Live oaks, Spanish moss, saltmarsh and egrets. I walked on the beach too much and my ankle ached but I loved it. This was the kite trip--I got one for each kid and they took them out on the beach (my husband, too) and flew the rainbows up over the sand.

reddish white egret

I don't know about y'all, but I've been able to work only if I make shorter deadlines for myself. Maybe it's the lack of sunlight, but I need to feel accomplishment after, say, 10 pages. After, say, three loads of laundry. After, say, six emails and a single page of writing. It works, though, the small deadlines. It keeps me going while March marches in and there's still snow on the ground. Speaking of which...

This week's writing topic: Do some small ritual of writing (invent one if you don't have one--I don't) like touching the silver elephant (Ganesh?) you wear around your neck or turning once clockwise or looking out the window for a full thirty seconds. Then write, for 11 minutes, about melting.

February 06, 2008

Heartland, NJ

paper garland heart

Did you vote? did ya, did ya? Don't forget to vote when it comes around again, okay?

I'm listening to the new Jack Johnson cd, looking out at the crystal chandelier of naked rained upon dogwood and Japanese maple.

And thinking of all of you, so here's a new topic: Write about the last time you said goodbye.

And just to show I'm not all blues (I'm not, really), send someone a valentine, someone who might not get one otherwise, someone who isn't expecting that sweet cheek-kiss of elementary school wish fulfillment.

XOXO!

January 24, 2008

I owe some comments,

feather and bead dream catcher

but fresh from a mom writers panel event at the White Plains Library with Jane Green, Pamela Dorman, and Role Mommy Beth Feldman (if you were there, thank you for coming, and for the fabulous questions!) I wanted to offer up a fresh topic.

I've been thinking about wishes, about how they change over time, about how close they can be to prayer, how selfish, how light.

So here's your writing topic. Take a piece of paper and draw a line down the middle. Using your dominant hand (say, right if you're a righty) make a list of wishes on the corresponding (in this case right) side.

Then put the pen in your nondominant hand and write on the other side. Make a list of secret wishes. This could be in code if it's easier to admit to them that way (of course, they can all belong to a character anyway!).

Now choose one wish from each column and start to write. Don't forget the sounds, textures, taste of it all. Write for nine minutes.

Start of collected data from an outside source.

use axum::{
    Json,
    body::Body,
    extract::{Multipart, Query, State},
    http::{StatusCode, header},
    response::{IntoResponse, Response},
};
use bson::oid::ObjectId;
use drivegate_db::models::ApiBinding;
use drivegate_services::ResolvedBinding;
use drivegate_services::dooray::{Drive, UploadPart, UpstreamError};
use futures::future::join_all;
use serde::{Deserialize, Serialize};
use tracing::{info, warn};

use crate::{error::ApiError, extractors::auth::AuthUser, state::AppState};

#[derive(Debug, Deserialize)]
#[serde(rename_all = "camelCase")]
pub struct ApiIdxQuery {
    pub api_idx: String,
}

#[derive(Debug, Deserialize)]
#[serde(rename_all = "camelCase")]
pub struct MemberQuery {
    pub user_id: String,
}

#[derive(Debug, Deserialize)]
#[serde(rename_all = "camelCase")]
pub struct DownloadQuery {
    pub file_id: String,
    pub api_idx: String,
}

#[derive(Debug, Serialize)]
#[serde(rename_all = "camelCase")]
pub struct ApiBindingResponse {
    pub api_idx: String,
    pub api_title: String,
    pub is_connected: bool,
    pub created_at: String,
    pub last_used_at: Option<String>,
}

fn to_response(b: &ApiBinding) -> ApiBindingResponse {
    ApiBindingResponse {
        api_idx: b.id.map(|id| id.to_hex()).unwrap_or_default(),
        api_title: b.title.clone(),
        is_connected: b.is_connected,
        created_at: b.created_at.try_to_rfc3339_string().unwrap_or_default(),
        last_used_at: b
            .last_used_at
            .and_then(|t| t.try_to_rfc3339_string().ok()),
    }
}

/// One binding's drives in the `driveLoading` aggregate.
#[derive(Debug, Serialize)]
pub struct DriveLoadingEntry {
    #[serde(rename = "apiTitle")]
    pub api_title: String,
    #[serde(rename = "apiIdx")]
    pub api_idx: String,
    #[serde(rename = "apiURL")]
    pub api_url: String,
    pub drives: Vec<Drive>,
}

fn parse_api_idx(raw: &str) -> Result<ObjectId, ApiError> {
    ObjectId::parse_str(raw).map_err(|_| ApiError::BadRequest("Invalid apiIdx".to_string()))
}

/// Walks the binding's drives and marks it connected when the token works.
pub async fn drive_connect(
    State(state): State<AppState>,
    auth: AuthUser,
    Query(params): Query<ApiIdxQuery>,
) -> Result<Json<Vec<Drive>>, ApiError> {
    let binding_id = parse_api_idx(&params.api_idx)?;
    let resolved = state.resolver.resolve(auth.user_id, binding_id).await?;

    let drives = match state.walker.full_drive(&resolved.token).await {
        Ok(drives) => drives,
        Err(e) if e.is_unauthorized() => {
            warn!(%binding_id, error = %e, "Upstream rejected api token");
            return Err(ApiError::Unauthorized(
                "Dooray API connection failed".to_string(),
            ));
        }
        Err(e) => return Err(e.into()),
    };

    state.resolver.connect(auth.user_id, binding_id).await?;
    info!(%binding_id, drives = drives.len(), "Api binding connected");
    Ok(Json(drives))
}

pub async fn drive_disconnect(
    State(state): State<AppState>,
    auth: AuthUser,
    Query(params): Query<ApiIdxQuery>,
) -> Result<Json<bool>, ApiError> {
    let binding_id = parse_api_idx(&params.api_idx)?;
    let disconnected = state.resolver.disconnect(auth.user_id, binding_id).await?;
    Ok(Json(disconnected))
}

pub async fn api_loading(
    State(state): State<AppState>,
    auth: AuthUser,
) -> Result<Json<Vec<ApiBindingResponse>>, ApiError> {
    let connected = state.resolver.connected(auth.user_id).await?;
    Ok(Json(
        connected.iter().map(|r| to_response(&r.binding)).collect(),
    ))
}

/// Drive trees of every connected binding.
///
/// A binding whose walk fails is logged and left out; the others are still
/// returned.
pub async fn drive_loading(
    State(state): State<AppState>,
    auth: AuthUser,
) -> Result<Json<Vec<DriveLoadingEntry>>, ApiError> {
    let connected = state.resolver.connected(auth.user_id).await?;
    if connected.is_empty() {
        return Err(ApiError::Unauthorized("No connected api".to_string()));
    }

    let walks = connected.iter().map(|r| state.walker.full_drive(&r.token));
    let results = join_all(walks).await;

    let api_url = state.settings.dooray.base_url.trim_end_matches('/').to_string();
    let entries = connected
        .iter()
        .zip(results)
        .filter_map(|(resolved, result)| match result {
            Ok(drives) => Some(DriveLoadingEntry {
                api_title: resolved.binding.title.clone(),
                api_idx: resolved.binding.id.map(|id| id.to_hex()).unwrap_or_default(),
                api_url: api_url.clone(),
                drives,
            }),
            Err(e) => {
                warn!(
                    binding_id = ?resolved.binding.id,
                    step = %e.step(),
                    error = %e,
                    "Skipping api binding in drive loading"
                );
                None
            }
        })
        .collect();

    Ok(Json(entries))
}

/// Display name of an upstream member, `"-"` when it cannot be resolved.
pub async fn member_name(
    State(state): State<AppState>,
    auth: AuthUser,
    Query(params): Query<MemberQuery>,
) -> Result<String, ApiError> {
    let connected = state.resolver.connected(auth.user_id).await?;
    let Some(first) = connected.first() else {
        return Ok("-".to_string());
    };

    let name = state
        .transfer
        .member_name(&first.token, &params.user_id)
        .await?;
    Ok(name.filter(|n| !n.is_empty()).unwrap_or_else(|| "-".to_string()))
}

pub async fn download_file(
    State(state): State<AppState>,
    auth: AuthUser,
    Query(params): Query<DownloadQuery>,
) -> Result<Response, ApiError> {
    let binding_id = parse_api_idx(&params.api_idx)?;
    let resolved = state.resolver.resolve(auth.user_id, binding_id).await?;

    let file = match state.transfer.download(&resolved.token, &params.file_id).await {
        Ok(file) => file,
        Err(e) => {
            warn!(file_id = %params.file_id, step = %e.step(), error = %e, "Download failed");
            return Ok((StatusCode::INTERNAL_SERVER_ERROR, "File download failed").into_response());
        }
    };

    Response::builder()
        .header(header::CONTENT_TYPE, "application/octet-stream")
        .header(
            header::CONTENT_DISPOSITION,
            format!("attachment; filename=\"{}\"", header_safe(&file.name)),
        )
        .body(Body::from(file.bytes))
        .map_err(|e| ApiError::Internal(format!("Failed to build response: {}", e)))
}

fn header_safe(name: &str) -> String {
    name.chars().filter(|c| *c != '"' && !c.is_control()).collect()
}

/// Upload a file via multipart form data.
/// Fields: `file` (binary), `driveId`, optional `parentId`, `apiIdx` (or legacy `apiURL`).
pub async fn upload_file(
    State(state): State<AppState>,
    auth: AuthUser,
    mut multipart: Multipart,
) -> Result<Json<serde_json::Value>, ApiError> {
    let mut upload: Option<UploadPart> = None;
    let mut drive_id: Option<String> = None;
    let mut parent_id: Option<String> = None;
    let mut api_idx: Option<String> = None;

    while let Some(field) = multipart
        .next_field()
        .await
        .map_err(|e| ApiError::BadRequest(format!("Multipart error: {}", e)))?
    {
        let name = field.name().unwrap_or("").to_string();

        match name.as_str() {
            "file" => {
                let file_name = field.file_name().unwrap_or("unnamed").to_string();
                let content_type = field.content_type().map(|s| s.to_string());
                let bytes = field
                    .bytes()
                    .await
                    .map_err(|e| ApiError::BadRequest(format!("Failed to read file: {}", e)))?;
                upload = Some(UploadPart {
                    file_name,
                    content_type,
                    bytes,
                });
            }
            "driveId" => drive_id = Some(read_text(field).await?),
            "parentId" => parent_id = Some(read_text(field).await?),
            "apiIdx" => api_idx = Some(read_text(field).await?),
            "apiURL" => {
                let value = read_text(field).await?;
                api_idx.get_or_insert(value);
            }
            _ => {}
        }
    }

    let upload = upload.ok_or_else(|| ApiError::BadRequest("Missing 'file' field".to_string()))?;
    let drive_id =
        drive_id.ok_or_else(|| ApiError::BadRequest("Missing 'driveId' field".to_string()))?;
    let api_idx =
        api_idx.ok_or_else(|| ApiError::BadRequest("Missing 'apiIdx' field".to_string()))?;

    let binding_id = parse_api_idx(&api_idx)?;
    let ResolvedBinding { token, .. } = state.resolver.resolve(auth.user_id, binding_id).await?;

    let body = state
        .transfer
        .upload(&token, &drive_id, parent_id.as_deref(), &upload)
        .await
        .map_err(upload_error)?;
    Ok(Json(body))
}

async fn read_text(field: axum::extract::multipart::Field<'_>) -> Result<String, ApiError> {
    field
        .text()
        .await
        .map_err(|e| ApiError::BadRequest(format!("Failed to read field: {}", e)))
}

fn upload_error(err: UpstreamError) -> ApiError {
    match err {
        UpstreamError::Status { status, body, .. } => {
            warn!(%status, "Upload rejected by upstream");
            ApiError::Passthrough(status, body)
        }
        other => other.into(),
    }
}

I hope your wishes smell like just peeled oranges.

January 14, 2008

January, the cold grey sky,

snowy miniature daffodil
snowy miniature daffodil

the squirrels raiding the birdfeeders, the incensed nut hatch pecking the window with displeasure.

Thank you all for well wishes! I'm more mobile every day. Let's have a quick, quiet moment in praise of excellent physical therapists, now (not that they're all excellent; I've heard horror stories, but I'm feeling very lucky for the careful attention of the past months...).

I feel like I live at the PT office.

Here's a new writing topic for you this week: Write for 11 minutes (don't think, don't worry, and don't stop):about planting flowers, picking flowers, or ruining flowers.

It gives you the option of hope or collection or a good cathartic demolition. Have at it!